Lunch on the Terrace in Provence

They take eating outside seriously in the South of France. The house we rented in Provence, like most in the region, included a terrace. Right off the living room and the bedrooms was a beautifully stoned area covered by an overhead arbor of trailing wisteria. It was an irresistibly inviting spot to read, snooze, or enjoy a meal. Our family loved snacking and lunching at the round metal table surrounded by those quintessential French folding chairs. Many afternoons we spread tapenade on crusty baguette slices, tried different cheeses, and sipped rosé, and midday we often savored lunch outdoors. 
One of the easiest déjeuners I prepared included Goat Cheese and Radish Panini. I spread slices of good peasant bread with creamy chèvre scented with lemon, and then added a layer of paper-thin radish slices, and a mound of arugula. There was no panini machine in our kitchen so I simply cooked the sandwiches in a heavy skillet coated with olive oil until the cheese melted and the bread was lightly browned and crisp.  Olives, French pickles, and chips made simple garnishes.

These Provencal panini are just as good on this side of the Atlantic. I’ve made them twice since returning home. The only thing missing was the terrace!
Goat Cheese, Radish, and Arugula Panini
5 ounces creamy goat cheese, at room temperature
1 teaspoon grated lemon zest
8 slices good quality peasant bread, preferably one with some whole wheat in it
5 to 6 medium radishes, thinly sliced
Fleur de sel, optional
A bunch of arugula or watercress
Olive oil
Using a spoon, mix the goat cheese and the lemon zest together in a medium bowl until  blended. (The goat cheese mixture can be prepared a day ahead; cover and refrigerate. Bring to room temperature before using.)
Place 4 bread slices on a work surface. Using half of the goat cheese, spread each one with some cheese.

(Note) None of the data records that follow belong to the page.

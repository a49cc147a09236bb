//! Board Search
//!
//! Case-insensitive filter over task fields. Queries shorter than three
//! characters leave the current filter alone; an empty query clears it.

use std::collections::BTreeMap;

use crate::models::Task;

pub const MIN_QUERY_CHARS: usize = 3;

#[derive(Debug, Clone, PartialEq, Eq)]
pub enum SearchAction {
    ShowAll,
    /// Lowercased, trimmed term
    Filter(String),
    /// Too short to act on
    Keep,
}

pub fn classify_query(raw: &str) -> SearchAction {
    let term = raw.trim().to_lowercase();
    match term.chars().count() {
        0 => SearchAction::ShowAll,
        n if n < MIN_QUERY_CHARS => SearchAction::Keep,
        _ => SearchAction::Filter(term),
    }
}

/// Next active filter after applying `action`
pub fn next_filter(current: Option<String>, action: SearchAction) -> Option<String> {
    match action {
        SearchAction::ShowAll => None,
        SearchAction::Filter(term) => Some(term),
        SearchAction::Keep => current,
    }
}

/// `term` must already be lowercase
pub fn task_matches(task: &Task, term: &str) -> bool {
    let fields = [
        task.title.as_str(),
        task.description.as_str(),
        task.category.as_str(),
        task.priority.as_str(),
        task.due_date.as_str(),
    ];
    fields.iter().any(|f| f.to_lowercase().contains(term))
        || task.assigned_to.iter().any(|a| a.name.to_lowercase().contains(term))
}

/// Whether the card for `task_id` is shown under `filter`.
/// Cards missing from the search snapshot stay visible.
pub fn is_visible(filter: Option<&str>, snapshot: &BTreeMap<String, Task>, task_id: &str) -> bool {
    match (filter, snapshot.get(task_id)) {
        (Some(term), Some(task)) => task_matches(task, term),
        _ => true,
    }
}

#[cfg(test)]
mod tests {
    use super::*;
    use crate::models::{Assignee, Stage, Subtask, SubtaskId, TaskDraft};

    fn task(id: &str, title: &str) -> Task {
        let mut task = TaskDraft {
            title: title.into(),
            description: "Polish the board".into(),
            due_date: "2025-03-01".into(),
            category: "User Story".into(),
            ..TaskDraft::default()
        }
        .into_task(Stage::ToDo, 0);
        task.id = id.into();
        task
    }

    #[test]
    fn test_classify() {
        assert_eq!(classify_query("   "), SearchAction::ShowAll);
        assert_eq!(classify_query(" ab "), SearchAction::Keep);
        assert_eq!(classify_query("äöü"), SearchAction::Filter("äöü".into()));
        assert_eq!(classify_query(" SPEC "), SearchAction::Filter("spec".into()));
    }

    #[test]
    fn test_short_query_keeps_filter() {
        let current = Some("spec".to_string());
        assert_eq!(next_filter(current.clone(), classify_query("sp")), current);
        assert_eq!(next_filter(current, classify_query("")), None);
    }

    #[test]
    fn test_matches_any_field() {
        let mut t = task("1", "Write spec");
        t.assigned_to.push(Assignee {
            id: "a".into(),
            name: "Anna Alt".into(),
            email: String::new(),
            color: String::new(),
        });
        t.subtasks.push(Subtask::new(SubtaskId(1), "Proofread"));

        for term in ["write", "polish", "user story", "medium", "2025-03", "anna"] {
            assert!(task_matches(&t, term), "{term}");
        }
        // Subtask names are not searched
        assert!(!task_matches(&t, "proof"));
        assert!(!task_matches(&t, "zebra"));
    }

    #[test]
    fn test_unknown_cards_stay_visible() {
        let mut snapshot = BTreeMap::new();
        snapshot.insert("1".to_string(), task("1", "Write spec"));

        assert!(is_visible(Some("spec"), &snapshot, "1"));
        assert!(!is_visible(Some("zebra"), &snapshot, "1"));
        assert!(is_visible(Some("zebra"), &snapshot, "2"));
        assert!(is_visible(None, &snapshot, "1"));
    }
}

Top with a layer of radishes, and if desired, sprinkle radishes with  a little fleur de sel. Mound each slice with some arugula. Spread the remaining goat cheese on the remaining 4 slices. Place these slices, cheese sides down, over the slices with the radishes and the arugula. Press firmly so that the panini hold together. Brush the outsides of the panini generously with oil.

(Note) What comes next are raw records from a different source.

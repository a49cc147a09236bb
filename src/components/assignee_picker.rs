//! Assignee Picker Component
//!
//! Dropdown of everyone in the person set with a name filter, checkboxes
//! and initials chips for the current selection.

use leptos::prelude::*;

use crate::components::Avatar;
use crate::models::{Assignee, Person};
use crate::store::{use_app_store, AppStateStoreFields};

fn matches_query(person: &Person, query: &str) -> bool {
    query.is_empty() || person.info().name.to_lowercase().contains(query)
}

#[component]
pub fn AssigneePicker(selected: RwSignal<Vec<Assignee>>) -> impl IntoView {
    let store = use_app_store();
    let (open, set_open) = signal(false);
    let (query, set_query) = signal(String::new());

    let candidates = move || {
        let query = query.get().trim().to_lowercase();
        store.people().with(|people| {
            people
                .iter()
                .filter(|p| matches_query(p, &query))
                .cloned()
                .collect::<Vec<_>>()
        })
    };

    let toggle = move |person: Person| {
        selected.update(|list| {
            match list.iter().position(|a| a.id == person.id()) {
                Some(position) => {
                    list.remove(position);
                }
                None => list.push(person.to_assignee()),
            }
        });
    };

    view! {
        <div class="assignee-picker">
            <div class="assignee-select" on:click=move |_| set_open.update(|o| *o = !*o)>
                <input
                    id="assignedTo"
                    type="text"
                    placeholder="Select contacts to assign"
                    prop:value=move || query.get()
                    on:input=move |ev| {
                        set_query.set(event_target_value(&ev));
                        set_open.set(true);
                    }
                    on:click=move |ev| {
                        ev.stop_propagation();
                        set_open.set(true);
                    }
                />
                <span class="assignee-arrow">{move || if open.get() { "▲" } else { "▼" }}</span>
            </div>

            <Show when=move || open.get()>
                <ul class="assignee-options">
                    <For
                        each=candidates
                        key=|p| p.id().to_string()
                        children=move |person| {
                            let id = person.id().to_string();
                            let info = person.info().clone();
                            let is_selected = Memo::new(move |_| selected.with(|list| list.iter().any(|a| a.id == id)));
                            let row_class = move || if is_selected.get() { "assignee-option selected" } else { "assignee-option" };
                            view! {
                                <li class=row_class on:click=move |_| toggle(person.clone())>
                                    <Avatar name=info.name.clone() email=info.email.clone() color=info.color.clone() />
                                    <span class="assignee-name">{info.name.clone()}</span>
                                    <input type="checkbox" prop:checked=move || is_selected.get() />
                                </li>
                            }
                        }
                    />
                </ul>
            </Show>

            <div class="assignee-chips">
                {move || selected.get().into_iter().map(|a| view! {
                    <Avatar name=a.name email=a.email color=a.color />
                }).collect_view()}
            </div>
        </div>
    }
}

#[cfg(test)]
mod tests {
    use super::*;
    use crate::models::PersonInfo;

    #[test]
    fn test_query_filters_by_name() {
        let person = Person::Contact(PersonInfo {
            id: "c1".into(),
            name: "Anna Alt".into(),
            email: "anna@example.com".into(),
            phone: String::new(),
            color: "#FF7A00".into(),
        });
        assert!(matches_query(&person, ""));
        assert!(matches_query(&person, "alt"));
        assert!(!matches_query(&person, "bob"));
    }
}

If you have a panini machine, cook the sandwiches, following the manufacturer’s directions. Otherwise, lightly brush a stovetop grill pan with oil and place over medium high heat until very hot. Place enough sandwiches on the grill to fit comfortably in a single layer. Grill them, pressing down firmly with a metal spatula to compress the sandwiches until the undersides are golden brown, about 2 minutes. Turn and cook until other sides are golden brown, about 2 minutes more. Remove panini, cover loosely with foil, and set aside. Continue in the same way, brushing pan with additional olive oil if necessary, until all the sandwiches are cooked. (If you do not have a grill pan, use a large, heavy skillet and coat it with a thin layer of olive oil. Heat until oil is very hot, then sauté sandwiches about 2 minutes per side, adding more oil if needed.)
Cut sandwiches on the diagonal and serve, if desired, garnished with some additional arugula and sliced radishes, and chips. Makes 4 panini.